The one absolutely certain way of bringing this nation to ruin, of preventing all possibility of its continuing to be a nation at all, would be to permit it to become a tangle of squabbling nationalities, an intricate knot of German-Americans, Irish-Americans, English-Americans, French-Americans, Scandinavian-Americans or Italian-Americans, each preserving its separate nationality, each at heart feeling more sympathy with Europeans of that nationality, than with the other citizens of the American Republic. The men who do not become Americans and nothing else are hyphenated Americans; and there ought to be no room for them in this country. The man who calls himself an American citizen and who yet shows by his actions that he is primarily the citizen of a foreign land, plays a thoroughly mischievous part in the life of our body politic. He has no place here; and the sooner he returns to the land to which he feels his real heart-allegiance, the better it will be for every good American.............

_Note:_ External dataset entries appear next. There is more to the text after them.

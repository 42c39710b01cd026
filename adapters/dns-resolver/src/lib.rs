//! dns-resolver — asynchronous name resolution for the `HostResolver` port.
//!
//! Lookups run on `hickory-resolver`, which converts internationalized names
//! to their ASCII (`xn--`) form and is fully async. [`Bounded`] caps any
//! resolver with a timeout; dropping a timed-out lookup cancels it, so a
//! stalled name server only suspends the request that asked.

use std::net::IpAddr;
use std::time::Duration;

use domain::{HostResolver, ResolveError};
use hickory_resolver::config::{ResolverConfig, ResolverOpts};
use hickory_resolver::error::ResolveErrorKind;
use hickory_resolver::proto::rr::Name;
use hickory_resolver::TokioAsyncResolver;
use tracing::{debug, warn};

/// Default upper bound on a single lookup.
pub const DEFAULT_TIMEOUT: Duration = Duration::from_secs(5);

/// ASCII query name for `host`. Unicode labels are IDNA-encoded.
pub fn query_name(host: &str) -> Result<String, ResolveError> {
    let name = Name::from_utf8(host).map_err(|e| ResolveError::Lookup(e.to_string()))?;
    Ok(name.to_ascii().trim_end_matches('.').to_string())
}

/// Resolver using the system's name servers (`/etc/resolv.conf` and the
/// hosts file), falling back to public defaults when those can't be read.
#[derive(Clone)]
pub struct DnsResolver {
    resolver: TokioAsyncResolver,
}

impl DnsResolver {
    /// `timeout` bounds each query sent to a name server.
    pub fn new(timeout: Duration) -> Self {
        let (config, mut opts) = match hickory_resolver::system_conf::read_system_conf() {
            Ok(conf) => conf,
            Err(e) => {
                warn!(err = %e, "system resolver config unavailable, using defaults");
                (ResolverConfig::default(), ResolverOpts::default())
            }
        };
        opts.timeout = timeout;
        opts.attempts = 1;
        Self {
            resolver: TokioAsyncResolver::tokio(config, opts),
        }
    }

    /// System resolver capped at `timeout` end to end.
    pub fn bounded(timeout: Duration) -> Bounded<Self> {
        Bounded::new(Self::new(timeout), timeout)
    }
}

impl HostResolver for DnsResolver {
    async fn resolve(&self, host: &str) -> Result<Vec<IpAddr>, ResolveError> {
        if let Ok(ip) = host.parse::<IpAddr>() {
            return Ok(vec![ip]);
        }
        let name = query_name(host)?;
        match self.resolver.lookup_ip(name.as_str()).await {
            Ok(lookup) => {
                let addrs: Vec<IpAddr> = lookup.iter().collect();
                if addrs.is_empty() {
                    return Err(ResolveError::NoAddresses(host.to_string()));
                }
                Ok(addrs)
            }
            Err(e) => match e.kind() {
                ResolveErrorKind::NoRecordsFound { .. } => {
                    debug!(%host, %name, "no records");
                    Err(ResolveError::NoAddresses(host.to_string()))
                }
                _ => {
                    debug!(%host, %name, err = %e, "lookup failed");
                    Err(ResolveError::Lookup(e.to_string()))
                }
            },
        }
    }
}

/// Wraps a resolver so each lookup gives up after `timeout`.
#[derive(Clone, Debug)]
pub struct Bounded<H> {
    inner: H,
    timeout: Duration,
}

impl<H: HostResolver> Bounded<H> {
    pub fn new(inner: H, timeout: Duration) -> Self {
        Self { inner, timeout }
    }

    pub fn timeout(&self) -> Duration {
        self.timeout
    }

    pub fn inner(&self) -> &H {
        &self.inner
    }
}

impl<H: HostResolver> HostResolver for Bounded<H> {
    async fn resolve(&self, host: &str) -> Result<Vec<IpAddr>, ResolveError> {
        match tokio::time::timeout(self.timeout, self.inner.resolve(host)).await {
            Ok(result) => result,
            Err(_) => {
                let millis = u64::try_from(self.timeout.as_millis()).unwrap_or(u64::MAX);
                warn!(%host, millis, "lookup timed out");
                Err(ResolveError::Timeout {
                    host: host.to_string(),
                    millis,
                })
            }
        }
    }
}
//! `agora init` — Write a sample room file.

use std::path::Path;
use agora_config::RoomConfig;

pub fn run(path: &Path) -> Result<(), Box<dyn std::error::Error>> {
    if path.exists() {
        println!("⚠️  {} already exists, leaving it alone", path.display());
        return Ok(());
    }

    write_sample(path)?;
    println!("✅ Created sample room at: {}", path.display());
    println!("\n📝 Next steps:");
    println!("   1. Set AGORA_API_KEY (or OPENROUTER_API_KEY)");
    println!("   2. agora run {} --ticks 3", path.display());

    Ok(())
}

fn write_sample(path: &Path) -> Result<(), Box<dyn std::error::Error>> {
    std::fs::write(path, RoomConfig::sample().to_yaml()?)?;
    Ok(())
}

We could use this man in the Whitehouse again.
Swell.
Now I suppose the ACLU will demand that his likeness be jackhammered off Mount Rushmore.
Every immigrant who comes here should be required within five years to learn English or leave the country.
-- Theodore Roosevelt (18581919), Kansas City Star (April 27, 1918).
Today..we just call them RINO, RATS & "Girlie-men".
That's pretty difficult when foreigners insist on bringing and practicing their antagonistic, pagan religions with them under the mistaken notion that the American Constitution protects any and every "religion" in the world.
There is very little that is new in American politics.
bump
Amen
Let me guess; your religion IS protected by the Constitution, right?
You should try reading the entire article before commenting and tasting your own shoe leather (which you are undoubtedly used to doing and probably no longer dislike the taste).
From the article: "All of us, no matter from what land our parents came, no matter in what way we may severally worship our Creator, must stand shoulder to shoulder in a united America for the elimination of race and religious prejudice."
That is so true. Reading about our founders and the issues they argued over is like reading a newspaper today (e.g., powerful central government vs limited gov).
On the lighter side of it, around Preakness time, the horse racing industry was doing its usual, give us money and tax breaks or our industry will go under. It also happened to be the centennial observation of the Baltimore fire. The Sun reprinted a page from the day after the fire, and what was in there, you guessed it, an article bemoaning the fact that with subsidies the horse racing industry in MD would disappear.
Our oath of allegiance is quite specific in that it requires new citizens to:
" -- renounce and abjure all allegiance and fidelity to any foreign prince, potentate, state, or sovereignty, of whom or which I have heretofore been a subject or citizen;
that I will support and defend the Constitution and the laws of the United States of America against all enemies, foreign and domestic; --- "
Oath of Allegiance
Address:http://usmilitary.about.com/library/milinfo/citizenship/blcitizen-4.htm
Every citizen of the USA in effect has sworn that:
"--- I will support and defend the Constitution and the laws of the United States of America against all enemies, foreign and domestic; --- ".
-- Far to many 'forget' that there are domestic enemies of our Constitution, and that sometimes their own words make them into that enemy.
-- And when they speak those words, -- it is our right, and our duty, to counter those constitutionally repugnant words & ideas; and to defend against them.
Irish and German Americans were vocal in their opposition to America joining the Allies. Germans for the sake of their old country and the Irish because of England's role in Ireland. TR saw this as a danger to what he believed was a necessary American involvement in the Great War. So he attacked the concept of hyphenated Americans as those who felt America should make policy decisions based on how they would help or hurt their homeland.
Now we think of the idea of hyphenated Americans in terms of people demanding separation and special treatment for their culture. That was not the meaning 90 years ago.
"He spoke these words to a meeting of the Knights of Columbus, the well known Catholic men's group. At the time this group was mostly made up of Irish and German American Catholics, as Italian and Polish Catholics were still in their first generation."
That makes this even gutsier! He said it to the faces of the people he was talking about. What balls!
My own german ancestors had lived in german speaking communities in Pennsylvania. About the time of TR's presidency, they quit speaking German in the home, and switched to English.
Sean Hannity? I was listening too and happened to be in front of the computer so I Googled "hyphenated americans", went to the website, and then posted!